_To do_:
Your answer should be one number: how many lines below have the word "mpsc".

_Extracted data_:
Start of Block

use crossterm::event::{KeyEvent, KeyEventKind};
use futures::StreamExt;
use tokio::sync::mpsc;

#[derive(Debug, Clone)]
pub enum Event {
    Key(KeyEvent),
    Tick,
}

pub struct EventHandler {
    rx: mpsc::UnboundedReceiver<Event>,
}

impl EventHandler {
    pub fn new(tick_rate_ms: u64) -> Self {
        let (tx, rx) = mpsc::unbounded_channel();

        tokio::spawn(async move {
            let mut reader = crossterm::event::EventStream::new();
            let mut tick_interval =
                tokio::time::interval(std::time::Duration::from_millis(tick_rate_ms));
            let mut input_open = true;

            loop {
                tokio::select! {
                    maybe_event = reader.next(), if input_open => {
                        match maybe_event {
                            Some(Ok(crossterm::event::Event::Key(key))) => {
                                // Filter for Press only (Windows compatibility)
                                if key.kind == KeyEventKind::Press && tx.send(Event::Key(key)).is_err() {
                                    break;
                                }
                            }
                            Some(Ok(_)) => {}
                            Some(Err(e)) => log::warn!("Terminal event error: {}", e),
                            None => input_open = false,
                        }
                    }
                    _ = tick_interval.tick() => {
                        if tx.send(Event::Tick).is_err() {
                            break;
                        }
                    }
                }
            }
        });

        EventHandler { rx }
    }

    pub async fn next(&mut self) -> Event {
        self.rx.recv().await.unwrap_or(Event::Tick)
    }
}
//! Client-side paging over the filtered result set.

/// Rows per dashboard page
pub const DEFAULT_PAGE_SIZE: usize = 20;

/// Number of pages needed for `len` items; never less than 1
pub fn total_pages(len: usize, page_size: usize) -> usize {
    len.div_ceil(page_size.max(1)).max(1)
}

/// Clamp a requested page (1-based) into `1..=total_pages`
pub fn effective_page(requested: usize, total_pages: usize) -> usize {
    requested.clamp(1, total_pages.max(1))
}

/// One page of a slice, plus where it sits in the whole.
#[derive(Debug, Clone, Copy, PartialEq, Eq)]
pub struct PageSlice<'a, T> {
    pub items: &'a [T],
    /// The page actually shown (1-based), after clamping
    pub page: usize,
    pub total_pages: usize,
}

impl<T> PageSlice<'_, T> {
    pub fn has_next(&self) -> bool {
        self.page < self.total_pages
    }

    pub fn has_prev(&self) -> bool {
        self.page > 1
    }
}

/// Slice out page `requested` of `items`.
///
/// A stale page number past the end (e.g. after a filter shrank the list)
/// shows the last page instead.
pub fn paginate<T>(items: &[T], page_size: usize, requested: usize) -> PageSlice<'_, T> {
    let page_size = page_size.max(1);
    let total_pages = total_pages(items.len(), page_size);
    let page = effective_page(requested, total_pages);

    let start = ((page - 1) * page_size).min(items.len());
    let end = (start + page_size).min(items.len());

    PageSlice {
        items: &items[start..end],
        page,
        total_pages,
    }
}

#[cfg(test)]
mod tests {
    use super::*;
    use rstest::rstest;

    #[rstest]
    #[case(0, 20, 1)]
    #[case(1, 20, 1)]
    #[case(20, 20, 1)]
    #[case(21, 20, 2)]
    #[case(45, 20, 3)]
    #[case(500, 20, 25)]
    fn test_total_pages(#[case] len: usize, #[case] page_size: usize, #[case] expected: usize) {
        assert_eq!(total_pages(len, page_size), expected);
    }

    #[test]
    fn test_stale_page_clamps_to_last() {
        let items: Vec<usize> = (0..45).collect();
        let page = paginate(&items, 20, 10);

        assert_eq!(page.total_pages, 3);
        assert_eq!(page.page, 3);
        assert_eq!(page.items, &items[40..45]);
        assert!(!page.has_next());
        assert!(page.has_prev());
    }

    #[test]
    fn test_first_page() {
        let items: Vec<usize> = (0..45).collect();
        let page = paginate(&items, 20, 1);

        assert_eq!(page.page, 1);
        assert_eq!(page.items.len(), 20);
        assert_eq!(page.items[0], 0);
        assert!(page.has_next());
        assert!(!page.has_prev());
    }

    #[test]
    fn test_page_zero_is_treated_as_first() {
        let items: Vec<usize> = (0..5).collect();
        let page = paginate(&items, 20, 0);
        assert_eq!(page.page, 1);
        assert_eq!(page.items.len(), 5);
    }

    #[test]
    fn test_empty_input_has_one_empty_page() {
        let items: Vec<usize> = Vec::new();
        let page = paginate(&items, 20, 4);

        assert_eq!(page.total_pages, 1);
        assert_eq!(page.page, 1);
        assert!(page.items.is_empty());
    }

    #[test]
    fn test_slicing_is_idempotent() {
        let items: Vec<usize> = (0..73).collect();
        let first = paginate(&items, 20, 2);
        let second = paginate(&items, 20, first.page);
        assert_eq!(first, second);
    }

    #[test]
    fn test_zero_page_size_does_not_panic() {
        let items: Vec<usize> = (0..3).collect();
        let page = paginate(&items, 0, 2);
        assert_eq!(page.total_pages, 3);
        assert_eq!(page.items, &[1]);
    }
}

End of Block

_Task result_:
3